# Given information:
........

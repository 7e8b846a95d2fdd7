// ABOUTME: Template context holding the field values used to resolve markup
// ABOUTME: Provides truthiness, text rendering of values, and dotted path navigation

use serde::{Deserialize, Serialize};
use serde_json::{Map, Value as JsonValue};

use super::error::{Result, TemplateError};

/// How field names in markup are matched against the context.
#[derive(Debug, Clone, Copy, PartialEq, Eq, Default, Serialize, Deserialize)]
#[serde(rename_all = "lowercase")]
pub enum FieldLookup {
    /// Field names are exact top-level keys.
    #[default]
    Flat,
    /// Field names are dotted paths into nested objects and arrays.
    Path,
}

/// Field values available to a single template resolution.
///
/// The context is read-only while a template is being resolved. Callers that
/// have no data at all pass `None` instead of an empty context, which turns
/// both resolution passes into no-ops.
#[derive(Debug, Clone, Default, PartialEq, Serialize, Deserialize)]
#[serde(transparent)]
pub struct Context {
    values: Map<String, JsonValue>,
}

impl Context {
    pub fn new() -> Self {
        Self::default()
    }

    /// Build a context from a JSON value, which must be an object
    pub fn from_json(value: JsonValue) -> Result<Self> {
        match value {
            JsonValue::Object(values) => Ok(Self { values }),
            other => Err(TemplateError::InvalidContext {
                found: kind_of(&other).to_string(),
            }),
        }
    }

    /// Build a context from any serializable value that serializes to an object
    pub fn from_serializable<T: Serialize>(value: &T) -> Result<Self> {
        Self::from_json(serde_json::to_value(value)?)
    }

    /// Add or replace a field
    pub fn insert(&mut self, key: impl Into<String>, value: impl Into<JsonValue>) {
        self.values.insert(key.into(), value.into());
    }

    /// Builder-style variant of [`Context::insert`]
    pub fn with(mut self, key: impl Into<String>, value: impl Into<JsonValue>) -> Self {
        self.insert(key, value);
        self
    }

    /// Get a top-level field
    pub fn get(&self, key: &str) -> Option<&JsonValue> {
        self.values.get(key)
    }

    pub fn len(&self) -> usize {
        self.values.len()
    }

    pub fn is_empty(&self) -> bool {
        self.values.is_empty()
    }

    /// Navigate a dotted path such as `address.street` through nested values.
    ///
    /// A path without a separator is a plain top-level lookup. Otherwise the
    /// first segment selects a child and the remaining segments are resolved
    /// against it. Segments applied to arrays are zero-based indices.
    /// Descending through a scalar or a missing key yields `None`.
    pub fn resolve_path(&self, path: &str) -> Option<&JsonValue> {
        match path.split_once('.') {
            None => self.values.get(path),
            Some((head, rest)) => resolve_in(self.values.get(head)?, rest),
        }
    }

    /// Look up a field name with the given matching mode
    pub fn lookup(&self, name: &str, mode: FieldLookup) -> Option<&JsonValue> {
        match mode {
            FieldLookup::Flat => self.get(name),
            FieldLookup::Path => self.resolve_path(name),
        }
    }

    /// Whether the named field is present and truthy
    pub fn is_field_truthy(&self, name: &str, mode: FieldLookup) -> bool {
        self.lookup(name, mode).is_some_and(is_truthy)
    }

    pub fn to_json(&self) -> JsonValue {
        JsonValue::Object(self.values.clone())
    }
}

impl From<Map<String, JsonValue>> for Context {
    fn from(values: Map<String, JsonValue>) -> Self {
        Self { values }
    }
}

impl<K: Into<String>, V: Into<JsonValue>> FromIterator<(K, V)> for Context {
    fn from_iter<I: IntoIterator<Item = (K, V)>>(iter: I) -> Self {
        Self {
            values: iter
                .into_iter()
                .map(|(k, v)| (k.into(), v.into()))
                .collect(),
        }
    }
}

fn resolve_in<'a>(value: &'a JsonValue, path: &str) -> Option<&'a JsonValue> {
    match path.split_once('.') {
        None => child(value, path),
        Some((head, rest)) => resolve_in(child(value, head)?, rest),
    }
}

fn child<'a>(value: &'a JsonValue, key: &str) -> Option<&'a JsonValue> {
    match value {
        JsonValue::Object(map) => map.get(key),
        JsonValue::Array(items) => key.parse::<usize>().ok().and_then(|i| items.get(i)),
        _ => None,
    }
}

fn kind_of(value: &JsonValue) -> &'static str {
    match value {
        JsonValue::Null => "null",
        JsonValue::Bool(_) => "boolean",
        JsonValue::Number(_) => "number",
        JsonValue::String(_) => "string",
        JsonValue::Array(_) => "array",
        JsonValue::Object(_) => "object",
    }
}

/// Classify a value as truthy.
///
/// `null`, `false`, zero and the empty string are falsy. Everything else,
/// empty arrays and objects included, is truthy.
pub fn is_truthy(value: &JsonValue) -> bool {
    match value {
        JsonValue::Null => false,
        JsonValue::Bool(b) => *b,
        JsonValue::Number(n) => n.as_f64().is_some_and(|f| f != 0.0 && !f.is_nan()),
        JsonValue::String(s) => !s.is_empty(),
        JsonValue::Array(_) | JsonValue::Object(_) => true,
    }
}

/// Text representation of a value when it is substituted into a template
pub fn display_value(value: &JsonValue) -> String {
    match value {
        JsonValue::Null => String::new(),
        JsonValue::Bool(b) => b.to_string(),
        JsonValue::String(s) => s.clone(),
        JsonValue::Number(n) => {
            if n.is_i64() || n.is_u64() {
                n.to_string()
            } else {
                match n.as_f64() {
                    Some(f) if f.is_finite() && f.fract() == 0.0 => format!("{:.0}", f),
                    Some(f) => f.to_string(),
                    None => n.to_string(),
                }
            }
        }
        JsonValue::Array(items) => items
            .iter()
            .map(display_value)
            .collect::<Vec<_>>()
            .join(","),
        JsonValue::Object(_) => value.to_string(),
    }
}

........

# Prompt:
How many lines in the data contain the string "items"? Respond with the number only.

# Your response:
2